Wednesday, March 22, 2006

My tryst with Linux

It's been nearly 6 months that I installed Linux on my laptop, and since off-late I've started booting into it more regularly I think it's a time to post my experiences around Linux (primarily Ubuntu; that's what I've installed).
  • Prep: I used PartitionMagic to create partitions as I've had bad experience with using Linux based partition apps, even though those were the days when Linux had just started way back in 1999 it's always better to be careful: as they say; once bitten twice shy. I resized my ntfs partition & created a physical Ex3 partition and that's where I sc***ed up!

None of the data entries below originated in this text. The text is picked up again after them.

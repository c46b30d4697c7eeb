use serde::{Deserialize, Serialize};
use std::fmt;

/// Opaque handle of a catalog variable in the host document.
#[derive(Debug, Clone, PartialEq, Eq, Hash, Serialize, Deserialize, utoipa::ToSchema)]
pub struct VariableId(String);

impl VariableId {
    pub fn new(id: impl Into<String>) -> Self {
        Self(id.into())
    }

    pub fn as_str(&self) -> &str {
        &self.0
    }
}

impl fmt::Display for VariableId {
    fn fmt(&self, f: &mut fmt::Formatter<'_>) -> fmt::Result {
        write!(f, "{}", self.0)
    }
}

/// Opaque handle of a visual element in the host document.
#[derive(Debug, Clone, PartialEq, Eq, Hash, Serialize, Deserialize, utoipa::ToSchema)]
pub struct ElementId(String);

impl ElementId {
    pub fn new(id: impl Into<String>) -> Self {
        Self(id.into())
    }

    pub fn as_str(&self) -> &str {
        &self.0
    }
}

impl fmt::Display for ElementId {
    fn fmt(&self, f: &mut fmt::Formatter<'_>) -> fmt::Result {
        write!(f, "{}", self.0)
    }
}
//! Collection resolution and cache-through catalog index building.

use std::sync::Arc;

use catalog_match::{resolve_mode, CatalogIndex};

use crate::error::{EngineError, HostError};
use crate::services::cache::CatalogCache;
use crate::services::host::{CatalogStore, CollectionInfo};

/// Resolves collections against the catalog store and memoizes built
/// indexes per (collection, mode, filter variant) key.
pub struct CatalogService {
    store: Arc<dyn CatalogStore>,
    cache: CatalogCache,
}

impl CatalogService {
    pub fn new(store: Arc<dyn CatalogStore>) -> Self {
        Self {
            store,
            cache: CatalogCache::new(),
        }
    }

    /// Clear the index cache. Called at the start of every scan request.
    pub async fn invalidate(&self) {
        self.cache.clear().await;
        tracing::debug!("Catalog cache invalidated");
    }

    /// Collection names for the picker: local names first, then library
    /// names not already present, case-insensitive de-duplication, first-seen
    /// order. Library lookup fails soft to an empty list.
    pub async fn collection_names(&self) -> Result<Vec<String>, HostError> {
        let local = self.store.local_collections().await?;
        let library = self.library_collections_soft().await;

        let mut names: Vec<String> = Vec::new();
        let mut seen: Vec<String> = Vec::new();
        for info in local.iter().chain(library.iter()) {
            let folded = info.name.to_lowercase();
            if !seen.contains(&folded) {
                seen.push(folded);
                names.push(info.name.clone());
            }
        }
        Ok(names)
    }

    /// Find a collection by name, case-insensitively, local collections
    /// first. A miss carries the full searched name lists for diagnosis.
    pub async fn find_collection(&self, name: &str) -> Result<CollectionInfo, EngineError> {
        let local = self.store.local_collections().await.map_err(EngineError::Host)?;
        if let Some(info) = find_by_name(&local, name) {
            return Ok(info.clone());
        }

        let library = self.library_collections_soft().await;
        if let Some(info) = find_by_name(&library, name) {
            return Ok(info.clone());
        }

        Err(EngineError::CollectionNotFound {
            name: name.to_string(),
            local: local.into_iter().map(|c| c.name).collect(),
            library: library.into_iter().map(|c| c.name).collect(),
        })
    }

    /// Resolve the catalog index for (collection, mode, filter), serving
    /// repeated identical lookups from the cache. Zero surviving entries is
    /// a user-facing configuration error, not an empty success.
    pub async fn resolve_catalog(
        &self,
        collection: &str,
        mode: &str,
        filter: Option<&[String]>,
    ) -> Result<Arc<CatalogIndex>, EngineError> {
        let key = CatalogCache::key(collection, mode, filter);
        if let Some(index) = self.cache.get(&key).await {
            tracing::debug!(%key, "Catalog index cache hit");
            return Ok(index);
        }

        let info = self.find_collection(collection).await?;

        // Unresolvable mode means no index, not a hard error.
        let entries = match resolve_mode(&info.modes, mode) {
            Some(resolved) => {
                if !resolved.eq_ignore_ascii_case(mode) {
                    tracing::debug!(
                        requested = mode,
                        resolved = resolved,
                        "Mode not found, fell back to first mode"
                    );
                }
                self.store
                    .color_entries(&info.name, resolved)
                    .await
                    .map_err(EngineError::Host)?
            }
            None => Vec::new(),
        };

        let index = Arc::new(CatalogIndex::build(&entries, filter));
        tracing::debug!(
            collection = %info.name,
            mode = mode,
            entries = entries.len(),
            indexed = index.len(),
            "Built catalog index"
        );

        if index.is_empty() {
            return Err(EngineError::EmptyCatalog {
                collection: info.name,
                mode: mode.to_string(),
                group_filters: filter.is_some(),
            });
        }

        self.cache.store(key, index.clone()).await;
        Ok(index)
    }

    async fn library_collections_soft(&self) -> Vec<CollectionInfo> {
        match self.store.library_collections().await {
            Ok(collections) => collections,
            Err(e) => {
                tracing::warn!(%e, "Library collection lookup failed, continuing without");
                Vec::new()
            }
        }
    }
}

fn find_by_name<'a>(collections: &'a [CollectionInfo], name: &str) -> Option<&'a CollectionInfo> {
    collections
        .iter()
        .find(|c| c.name.eq_ignore_ascii_case(name))
}
//! HTTP server setup and configuration.
//!
//! This module provides the router and application state used by both
//! the production server and integration tests.

use axum::{
    routing::{get, post},
    Router,
};
use std::sync::Arc;
use tower_http::trace::TraceLayer;

use crate::api;
use crate::error::ApiError;
use crate::models::{AppConfig, Document};
use crate::services::{
    BindingApplier, CatalogService, CatalogStore, ElementStore, InMemoryHost, ScanOrchestrator,
    VariableStore,
};

/// Application state shared across all handlers.
#[derive(Clone)]
pub struct AppState {
    pub config: Arc<AppConfig>,
    pub catalog: Arc<CatalogService>,
    pub orchestrator: Arc<ScanOrchestrator>,
    pub applier: Arc<BindingApplier>,
    pub elements: Arc<dyn ElementStore>,
}

/// Create application state over an in-memory host for a document snapshot.
pub fn create_app_state(document: Document, config: Arc<AppConfig>) -> AppState {
    let host = Arc::new(InMemoryHost::new(document));
    create_app_state_with_stores(config, host.clone(), host.clone(), host)
}

/// Create application state over explicit collaborator stores.
pub fn create_app_state_with_stores(
    config: Arc<AppConfig>,
    catalog_store: Arc<dyn CatalogStore>,
    elements: Arc<dyn ElementStore>,
    variables: Arc<dyn VariableStore>,
) -> AppState {
    let catalog = Arc::new(CatalogService::new(catalog_store.clone()));
    let orchestrator = Arc::new(ScanOrchestrator::new(
        config.clone(),
        catalog.clone(),
        elements.clone(),
    ));
    let applier = Arc::new(BindingApplier::new(catalog_store, elements.clone(), variables));

    AppState {
        config,
        catalog,
        orchestrator,
        applier,
        elements,
    }
}

/// Build the API router with all commands and middleware.
///
/// This is the core router used by both production and tests. The command
/// surface is closed: requests outside it get a structured unrecognized-
/// command payload from the fallback, never a bare 404.
pub fn build_router(state: AppState) -> Router {
    Router::new()
        .route("/api/collections", get(api::handle_collections))
        .route("/api/scan", post(api::handle_scan))
        .route("/api/candidates", get(api::handle_candidates))
        .route("/api/suggestions", get(api::handle_suggestions))
        .route("/api/apply", post(api::handle_apply))
        .route("/api/apply-color", post(api::handle_apply_color))
        .route("/api/select", post(api::handle_select))
        // Health check
        .route("/health", get(|| async { "OK" }))
        .fallback(unrecognized_command)
        .with_state(state)
        .layer(TraceLayer::new_for_http())
}

async fn unrecognized_command() -> ApiError {
    ApiError::UnrecognizedCommand
}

I didn't make any FAT partition making it impossible to create a local read/write share between the two OSes (XP and Linux). Moral of the story: Measure twice, cut err partition once!
  • Installation: Went like a charm, almost everything was auto-detected including my WIFI card, as a Windows user you might think what's the big deal, but believe me getting all of the piece of hardware detected and auto-configured is really a big deal in Linux (ask my friends who still are having problems with their wireless card being detected by Fedora and Red Hat). Another thing that I did was to install Grub (a boot loader) onto MBR.
  • First Impression: Ubuntu is gnome based rather than KDE based like it's sibling Kubuntu, hence I didn't get that Windows kinda looks but I've to admit that apart from gnome-panels which look very very dated, I like the look-n-feel of gnome.
  • Applications: Ubuntu comes pre-installed with most of the stuff that you would need on day to day basis like Firefox as web browser, OpenOffice as office suite, Gaim (IM client), xpdf for pdf viewing, gimp for image manipulation etc. so you are almost set once you log in.
  • eXtras: The main reason to install Linux distro was to try out Mono, so I installed Mono and MonoDevelop (IDE for mono) and created a small ASP.Net web page in MonoDevelop. Mono comes with a lightweight web browser (much like Cassini) called xsp and voila the web page ran without any hitches, the only thing is MonoDevelop is still under development (well, so is mono) so you don't get support for code-behind pages yet.


HelloWorld in MonoDevelop

xsp and mono

Xsp and helloworld.aspx

  • Verdict: All in all a cool "geeky" OS but still not user-friendly enough for Average Joe to really give a scare to Windows.